> **INSTRUCTIONS TO FOLLOW**:
Search the data for "ConvertError". Each line containing it is to be copied.

> **EXTRACTED ENTRIES**:
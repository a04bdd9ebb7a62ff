//! Plain-text extraction over block sequences.

use crate::block::Block;

/// Concatenates the span text of every rich-text block, separating blocks with
/// a blank line. Leaf blocks (code, embeds, passthrough content) contribute
/// nothing.
///
/// # Examples
///
/// ```
/// use ptext_core::{Block, BlockContent, to_plain_text};
///
/// let blocks: Vec<Block> = vec![
///     BlockContent::new("h1").with_text("Title", Vec::<String>::new()).into(),
///     Block::code(None, "ignored"),
///     BlockContent::new("normal")
///         .with_text("Hello ", Vec::<String>::new())
///         .with_text("world", ["strong"])
///         .into(),
/// ];
/// assert_eq!(to_plain_text(&blocks), "Title\n\nHello world");
/// ```
pub fn to_plain_text(blocks: &[Block]) -> String {
    let mut out = String::new();
    for content in blocks.iter().filter_map(Block::as_text) {
        if !out.is_empty() {
            out.push_str("\n\n");
        }
        for span in &content.children {
            out.push_str(&span.text);
        }
    }
    out
}
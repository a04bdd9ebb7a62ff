//! Markdown to portable text conversion.
//!
//! # Module Structure
//!
//! - `context` - Traversal context and reference definitions
//! - `walk` - Node dispatch into the block builder

mod context;
mod walk;

pub use context::{Definitions, NodeContext, node_name};

use crate::rules::{EmbedConfig, MarkdownRule};
use crate::{ConvertError, ParseOptions, parse_mdast};
use markdown::mdast::Node;
use ptext_core::{Block, BuildObserver, LogObserver};
use serde::{Deserialize, Serialize};
use walk::Walker;

/// Conversion options.
#[derive(Debug, Clone, PartialEq, Eq, Serialize, Deserialize)]
#[serde(rename_all = "camelCase")]
pub struct Options {
    /// Whether bare URLs are recognized as links.
    #[serde(default = "default_true")]
    pub gfm: bool,
    /// Whether indented code blocks are recognized.
    #[serde(default = "default_true")]
    pub code_indented: bool,
    /// Embed recognizers, tried in order.
    #[serde(default)]
    pub embeds: Vec<EmbedConfig>,
}

fn default_true() -> bool {
    true
}

impl Options {
    /// Parser options derived from these options.
    pub fn parse_options(&self) -> ParseOptions {
        ParseOptions {
            gfm: self.gfm,
            code_indented: self.code_indented,
        }
    }
}

impl Default for Options {
    fn default() -> Self {
        Self {
            gfm: default_true(),
            code_indented: default_true(),
            embeds: Vec::new(),
        }
    }
}

/// Converts markdown text into portable text blocks.
///
/// A converter holds configuration only; every call builds its own builder
/// state, so one converter can serve many conversions (including from several
/// threads).
///
/// ```
/// use ptext_markdown::{EmbedRule, MarkdownConverter};
///
/// let converter = MarkdownConverter::new().with_rule(EmbedRule::tweet());
/// let blocks = converter
///     .to_blocks("https://twitter.com/jack/status/20")
///     .unwrap();
/// assert_eq!(blocks[0].type_name(), "tweet");
/// ```
pub struct MarkdownConverter {
    parse: ParseOptions,
    rules: Vec<Box<dyn MarkdownRule + Send + Sync>>,
    observer: Box<dyn BuildObserver + Send + Sync>,
}

impl Default for MarkdownConverter {
    fn default() -> Self {
        Self::new()
    }
}

impl MarkdownConverter {
    /// A converter with default parse options, no rules, and log output.
    pub fn new() -> Self {
        Self {
            parse: ParseOptions::default(),
            rules: Vec::new(),
            observer: Box::new(LogObserver),
        }
    }

    /// Builds a converter from serializable options, compiling every embed rule.
    pub fn from_options(options: &Options) -> Result<Self, ConvertError> {
        let mut converter = Self::new().with_parse_options(options.parse_options());
        for embed in &options.embeds {
            converter = converter.with_rule(embed.build()?);
        }
        log::debug!(
            "configured markdown converter with {} embed rules",
            converter.rules.len()
        );
        Ok(converter)
    }

    /// Replaces the parser options.
    pub fn with_parse_options(mut self, parse: ParseOptions) -> Self {
        self.parse = parse;
        self
    }

    /// Appends a rule. Rules are consulted in the order they were added.
    pub fn with_rule(mut self, rule: impl MarkdownRule + Send + Sync + 'static) -> Self {
        self.rules.push(Box::new(rule));
        self
    }

    /// Replaces the observer receiving build diagnostics.
    pub fn with_observer(mut self, observer: impl BuildObserver + Send + Sync + 'static) -> Self {
        self.observer = Box::new(observer);
        self
    }

    /// Parses `input` and converts it.
    ///
    /// Fails only if the markdown parser itself fails.
    pub fn to_blocks(&self, input: &str) -> Result<Vec<Block>, ConvertError> {
        let tree = parse_mdast(input, &self.parse)?;
        Ok(self.blocks_from_tree(&tree))
    }

    /// Converts an already parsed tree.
    pub fn blocks_from_tree(&self, root: &Node) -> Vec<Block> {
        let definitions = Definitions::collect(root);
        let mut walker = Walker::new(&self.rules, &*self.observer, &definitions);
        walker.visit(root, None, 0);
        let blocks = walker.finish();
        self.observer.finished(blocks.len());
        blocks
    }
}

/// Converts markdown to blocks with the given options.
///
/// # Examples
///
/// ```
/// use ptext_markdown::{Options, to_blocks};
///
/// let blocks = to_blocks("# Title\n\nHello **world**.", &Options::default()).unwrap();
/// assert_eq!(blocks.len(), 2);
/// ```
pub fn to_blocks(input: &str, options: &Options) -> Result<Vec<Block>, ConvertError> {
    MarkdownConverter::from_options(options)?.to_blocks(input)
}

#[cfg(test)]
mod tests {
    use super::*;
    use crate::rules::EmbedPreset;

    #[test]
    fn options_default_to_posts() {
        let options = Options::default();
        assert!(options.gfm);
        assert!(options.code_indented);
        assert!(options.embeds.is_empty());
        assert_eq!(options.parse_options(), ParseOptions::posts());
    }

    #[test]
    fn invalid_embed_fails_conversion_setup() {
        let options = Options {
            embeds: vec![
                EmbedPreset::Tweet.into(),
                EmbedConfig::Pattern {
                    kind: "bad".into(),
                    pattern: "(".into(),
                },
            ],
            ..Options::default()
        };
        assert!(matches!(
            MarkdownConverter::from_options(&options),
            Err(ConvertError::InvalidEmbedPattern { .. })
        ));
    }

    #[test]
    fn converter_is_shareable() {
        fn assert_send_sync<T: Send + Sync>() {}
        assert_send_sync::<MarkdownConverter>();
    }
}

> **TASK ANSWER**:
use crate::{ConvertError, ParseOptions, parse_mdast};
    pub fn from_options(options: &Options) -> Result<Self, ConvertError> {
    pub fn to_blocks(&self, input: &str) -> Result<Vec<Block>, ConvertError> {
pub fn to_blocks(input: &str, options: &Options) -> Result<Vec<Block>, ConvertError> {
            Err(ConvertError::InvalidEmbedPattern { .. })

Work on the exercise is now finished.